Records.
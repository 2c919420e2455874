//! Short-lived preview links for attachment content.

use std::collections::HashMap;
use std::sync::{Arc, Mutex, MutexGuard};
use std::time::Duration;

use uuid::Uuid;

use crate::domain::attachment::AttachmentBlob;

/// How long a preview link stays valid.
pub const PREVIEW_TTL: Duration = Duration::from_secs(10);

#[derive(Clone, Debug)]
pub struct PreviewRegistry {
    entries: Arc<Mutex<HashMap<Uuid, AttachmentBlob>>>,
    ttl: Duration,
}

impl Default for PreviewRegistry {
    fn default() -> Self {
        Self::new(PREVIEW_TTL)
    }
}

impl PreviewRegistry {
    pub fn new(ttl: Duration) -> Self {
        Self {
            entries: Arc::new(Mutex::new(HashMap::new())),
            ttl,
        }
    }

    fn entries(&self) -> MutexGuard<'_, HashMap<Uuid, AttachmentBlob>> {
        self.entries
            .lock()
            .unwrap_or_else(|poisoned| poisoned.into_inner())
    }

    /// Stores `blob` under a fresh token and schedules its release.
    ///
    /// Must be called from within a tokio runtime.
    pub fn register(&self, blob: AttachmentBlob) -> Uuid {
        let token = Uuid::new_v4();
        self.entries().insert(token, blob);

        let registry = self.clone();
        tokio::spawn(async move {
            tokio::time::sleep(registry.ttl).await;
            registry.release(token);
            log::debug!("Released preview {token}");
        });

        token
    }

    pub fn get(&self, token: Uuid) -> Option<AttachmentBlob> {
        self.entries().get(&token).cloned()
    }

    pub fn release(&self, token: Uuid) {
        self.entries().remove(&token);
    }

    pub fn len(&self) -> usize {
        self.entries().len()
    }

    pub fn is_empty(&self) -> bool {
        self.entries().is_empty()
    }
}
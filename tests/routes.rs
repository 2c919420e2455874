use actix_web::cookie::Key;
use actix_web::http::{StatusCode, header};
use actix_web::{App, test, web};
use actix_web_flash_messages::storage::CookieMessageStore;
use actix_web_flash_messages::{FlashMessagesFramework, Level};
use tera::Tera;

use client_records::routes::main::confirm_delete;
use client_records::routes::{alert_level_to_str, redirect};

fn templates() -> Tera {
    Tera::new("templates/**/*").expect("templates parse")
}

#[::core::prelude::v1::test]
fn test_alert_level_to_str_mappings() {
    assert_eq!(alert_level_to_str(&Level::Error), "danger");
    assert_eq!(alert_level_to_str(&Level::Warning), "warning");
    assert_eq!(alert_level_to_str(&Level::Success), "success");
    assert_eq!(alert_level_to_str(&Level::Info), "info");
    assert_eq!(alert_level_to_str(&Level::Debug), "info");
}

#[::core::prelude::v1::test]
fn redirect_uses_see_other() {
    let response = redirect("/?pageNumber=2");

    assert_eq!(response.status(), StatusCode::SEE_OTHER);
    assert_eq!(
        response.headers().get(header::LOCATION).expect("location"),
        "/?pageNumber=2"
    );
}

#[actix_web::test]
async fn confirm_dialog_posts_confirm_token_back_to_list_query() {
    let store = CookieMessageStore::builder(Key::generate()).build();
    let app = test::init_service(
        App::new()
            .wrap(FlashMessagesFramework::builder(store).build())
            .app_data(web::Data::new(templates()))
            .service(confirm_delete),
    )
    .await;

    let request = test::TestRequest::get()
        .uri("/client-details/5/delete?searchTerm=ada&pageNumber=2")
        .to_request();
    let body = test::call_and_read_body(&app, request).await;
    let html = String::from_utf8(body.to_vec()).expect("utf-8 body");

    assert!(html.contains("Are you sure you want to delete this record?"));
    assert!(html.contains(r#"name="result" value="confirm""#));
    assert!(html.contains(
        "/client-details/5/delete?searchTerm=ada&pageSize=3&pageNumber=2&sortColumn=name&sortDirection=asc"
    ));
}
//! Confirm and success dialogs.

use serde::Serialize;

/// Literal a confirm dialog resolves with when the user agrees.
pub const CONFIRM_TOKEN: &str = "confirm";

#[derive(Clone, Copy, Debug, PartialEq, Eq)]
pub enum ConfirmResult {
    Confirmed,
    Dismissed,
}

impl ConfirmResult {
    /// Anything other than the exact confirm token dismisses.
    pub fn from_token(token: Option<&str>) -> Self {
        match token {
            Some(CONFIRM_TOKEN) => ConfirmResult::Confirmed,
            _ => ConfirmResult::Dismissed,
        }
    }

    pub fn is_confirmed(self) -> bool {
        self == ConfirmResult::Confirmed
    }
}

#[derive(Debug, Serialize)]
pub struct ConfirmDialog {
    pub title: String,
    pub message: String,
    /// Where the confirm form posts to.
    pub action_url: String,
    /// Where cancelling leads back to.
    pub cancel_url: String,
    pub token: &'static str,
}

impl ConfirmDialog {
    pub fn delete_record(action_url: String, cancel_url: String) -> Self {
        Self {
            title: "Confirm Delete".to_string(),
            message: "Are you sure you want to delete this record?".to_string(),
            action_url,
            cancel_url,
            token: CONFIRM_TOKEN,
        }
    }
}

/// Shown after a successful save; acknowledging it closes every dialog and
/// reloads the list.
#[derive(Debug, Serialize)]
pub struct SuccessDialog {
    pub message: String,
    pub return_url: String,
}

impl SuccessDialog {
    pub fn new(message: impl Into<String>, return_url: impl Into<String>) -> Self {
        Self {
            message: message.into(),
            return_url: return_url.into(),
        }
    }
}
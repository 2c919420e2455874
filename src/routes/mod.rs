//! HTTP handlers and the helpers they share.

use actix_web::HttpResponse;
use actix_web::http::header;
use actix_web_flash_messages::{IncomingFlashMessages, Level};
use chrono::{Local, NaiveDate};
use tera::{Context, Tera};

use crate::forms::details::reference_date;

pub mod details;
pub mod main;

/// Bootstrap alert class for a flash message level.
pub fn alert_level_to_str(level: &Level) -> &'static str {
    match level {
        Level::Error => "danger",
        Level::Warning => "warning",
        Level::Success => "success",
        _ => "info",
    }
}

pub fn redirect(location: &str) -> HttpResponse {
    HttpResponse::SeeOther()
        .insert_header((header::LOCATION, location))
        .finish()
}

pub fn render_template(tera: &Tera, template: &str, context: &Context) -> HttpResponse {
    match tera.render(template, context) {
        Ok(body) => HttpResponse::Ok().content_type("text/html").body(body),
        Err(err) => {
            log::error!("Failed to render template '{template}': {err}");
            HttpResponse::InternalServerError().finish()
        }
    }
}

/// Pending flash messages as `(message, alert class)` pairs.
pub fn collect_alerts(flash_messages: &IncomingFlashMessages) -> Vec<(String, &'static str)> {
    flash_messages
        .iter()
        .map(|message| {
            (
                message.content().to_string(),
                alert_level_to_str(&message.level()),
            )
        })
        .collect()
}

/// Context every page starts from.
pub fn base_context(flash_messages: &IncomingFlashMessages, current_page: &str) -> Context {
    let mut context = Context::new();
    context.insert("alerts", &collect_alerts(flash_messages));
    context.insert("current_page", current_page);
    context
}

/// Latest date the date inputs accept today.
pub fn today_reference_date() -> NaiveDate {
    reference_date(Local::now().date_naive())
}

What you should do. Every entry above, from first to last, should be repeated exactly.

Result.
repository 2c919420e2455874
//! Short-lived preview links for attachment content.

use std::collections::HashMap;
use std::sync::{Arc, Mutex, MutexGuard};
use std::time::Duration;

use uuid::Uuid;

use crate::domain::attachment::AttachmentBlob;

/// How long a preview link stays valid.
pub const PREVIEW_TTL: Duration = Duration::from_secs(10);

#[derive(Clone, Debug)]
pub struct PreviewRegistry {
    entries: Arc<Mutex<HashMap<Uuid, AttachmentBlob>>>,
    ttl: Duration,
}

impl Default for PreviewRegistry {
    fn default() -> Self {
        Self::new(PREVIEW_TTL)
    }
}

impl PreviewRegistry {
    pub fn new(ttl: Duration) -> Self {
        Self {
            entries: Arc::new(Mutex::new(HashMap::new())),
            ttl,
        }
    }

    fn entries(&self) -> MutexGuard<'_, HashMap<Uuid, AttachmentBlob>> {
        self.entries
            .lock()
            .unwrap_or_else(|poisoned| poisoned.into_inner())
    }

    /// Stores `blob` under a fresh token and schedules its release.
    ///
    /// Must be called from within a tokio runtime.
    pub fn register(&self, blob: AttachmentBlob) -> Uuid {
        let token = Uuid::new_v4();
        self.entries().insert(token, blob);

        let registry = self.clone();
        tokio::spawn(async move {
            tokio::time::sleep(registry.ttl).await;
            registry.release(token);
            log::debug!("Released preview {token}");
        });

        token
    }

    pub fn get(&self, token: Uuid) -> Option<AttachmentBlob> {
        self.entries().get(&token).cloned()
    }

    pub fn release(&self, token: Uuid) {
        self.entries().remove(&token);
    }

    pub fn len(&self) -> usize {
        self.entries().len()
    }

    pub fn is_empty(&self) -> bool {
        self.entries().is_empty()
    }
}
filename tests/routes.rs
repository 2c919420e2455874
use actix_web::cookie::Key;
use actix_web::http::{StatusCode, header};
use actix_web::{App, test, web};
use actix_web_flash_messages::storage::CookieMessageStore;
use actix_web_flash_messages::{FlashMessagesFramework, Level};
use tera::Tera;

use client_records::routes::main::confirm_delete;
use client_records::routes::{alert_level_to_str, redirect};

fn templates() -> Tera {
    Tera::new("templates/**/*").expect("templates parse")
}

#[::core::prelude::v1::test]
fn test_alert_level_to_str_mappings() {
    assert_eq!(alert_level_to_str(&Level::Error), "danger");
    assert_eq!(alert_level_to_str(&Level::Warning), "warning");
    assert_eq!(alert_level_to_str(&Level::Success), "success");
    assert_eq!(alert_level_to_str(&Level::Info), "info");
    assert_eq!(alert_level_to_str(&Level::Debug), "info");
}

#[::core::prelude::v1::test]
fn redirect_uses_see_other() {
    let response = redirect("/?pageNumber=2");

    assert_eq!(response.status(), StatusCode::SEE_OTHER);
    assert_eq!(
        response.headers().get(header::LOCATION).expect("location"),
        "/?pageNumber=2"
    );
}

#[actix_web::test]
async fn confirm_dialog_posts_confirm_token_back_to_list_query() {
    let store = CookieMessageStore::builder(Key::generate()).build();
    let app = test::init_service(
        App::new()
            .wrap(FlashMessagesFramework::builder(store).build())
            .app_data(web::Data::new(templates()))
            .service(confirm_delete),
    )
    .await;

    let request = test::TestRequest::get()
        .uri("/client-details/5/delete?searchTerm=ada&pageNumber=2")
        .to_request();
    let body = test::call_and_read_body(&app, request).await;
    let html = String::from_utf8(body.to_vec()).expect("utf-8 body");

    assert!(html.contains("Are you sure you want to delete this record?"));
    assert!(html.contains(r#"name="result" value="confirm""#));
    assert!(html.contains(
        "/client-details/5/delete?searchTerm=ada&pageSize=3&pageNumber=2&sortColumn=name&sortDirection=asc"
    ));
}
//! Confirm and success dialogs.

use serde::Serialize;

/// Literal a confirm dialog resolves with when the user agrees.
pub const CONFIRM_TOKEN: &str = "confirm";

#[derive(Clone, Copy, Debug, PartialEq, Eq)]
pub enum ConfirmResult {
    Confirmed,
    Dismissed,
}

impl ConfirmResult {
    /// Anything other than the exact confirm token dismisses.
    pub fn from_token(token: Option<&str>) -> Self {
        match token {
            Some(CONFIRM_TOKEN) => ConfirmResult::Confirmed,
            _ => ConfirmResult::Dismissed,
        }
    }

    pub fn is_confirmed(self) -> bool {
        self == ConfirmResult::Confirmed
    }
}

#[derive(Debug, Serialize)]
pub struct ConfirmDialog {
    pub title: String,
    pub message: String,
    /// Where the confirm form posts to.
    pub action_url: String,
    /// Where cancelling leads back to.
    pub cancel_url: String,
    pub token: &'static str,
}

impl ConfirmDialog {
    pub fn delete_record(action_url: String, cancel_url: String) -> Self {
        Self {
            title: "Confirm Delete".to_string(),
            message: "Are you sure you want to delete this record?".to_string(),
            action_url,
            cancel_url,
            token: CONFIRM_TOKEN,
        }
    }
}

/// Shown after a successful save; acknowledging it closes every dialog and
/// reloads the list.
#[derive(Debug, Serialize)]
pub struct SuccessDialog {
    pub message: String,
    pub return_url: String,
}

impl SuccessDialog {
    pub fn new(message: impl Into<String>, return_url: impl Into<String>) -> Self {
        Self {
            message: message.into(),
            return_url: return_url.into(),
        }
    }
}
repository 2c919420e2455874
filename src/routes/mod.rs
//! HTTP handlers and the helpers they share.

use actix_web::HttpResponse;
use actix_web::http::header;
use actix_web_flash_messages::{IncomingFlashMessages, Level};
use chrono::{Local, NaiveDate};
use tera::{Context, Tera};

use crate::forms::details::reference_date;

pub mod details;
pub mod main;

/// Bootstrap alert class for a flash message level.
pub fn alert_level_to_str(level: &Level) -> &'static str {
    match level {
        Level::Error => "danger",
        Level::Warning => "warning",
        Level::Success => "success",
        _ => "info",
    }
}

pub fn redirect(location: &str) -> HttpResponse {
    HttpResponse::SeeOther()
        .insert_header((header::LOCATION, location))
        .finish()
}

pub fn render_template(tera: &Tera, template: &str, context: &Context) -> HttpResponse {
    match tera.render(template, context) {
        Ok(body) => HttpResponse::Ok().content_type("text/html").body(body),
        Err(err) => {
            log::error!("Failed to render template '{template}': {err}");
            HttpResponse::InternalServerError().finish()
        }
    }
}

/// Pending flash messages as `(message, alert class)` pairs.
pub fn collect_alerts(flash_messages: &IncomingFlashMessages) -> Vec<(String, &'static str)> {
    flash_messages
        .iter()
        .map(|message| {
            (
                message.content().to_string(),
                alert_level_to_str(&message.level()),
            )
        })
        .collect()
}

/// Context every page starts from.
pub fn base_context(flash_messages: &IncomingFlashMessages, current_page: &str) -> Context {
    let mut context = Context::new();
    context.insert("alerts", &collect_alerts(flash_messages));
    context.insert("current_page", current_page);
    context
}

/// Latest date the date inputs accept today.
pub fn today_reference_date() -> NaiveDate {
    reference_date(Local::now().date_naive())
}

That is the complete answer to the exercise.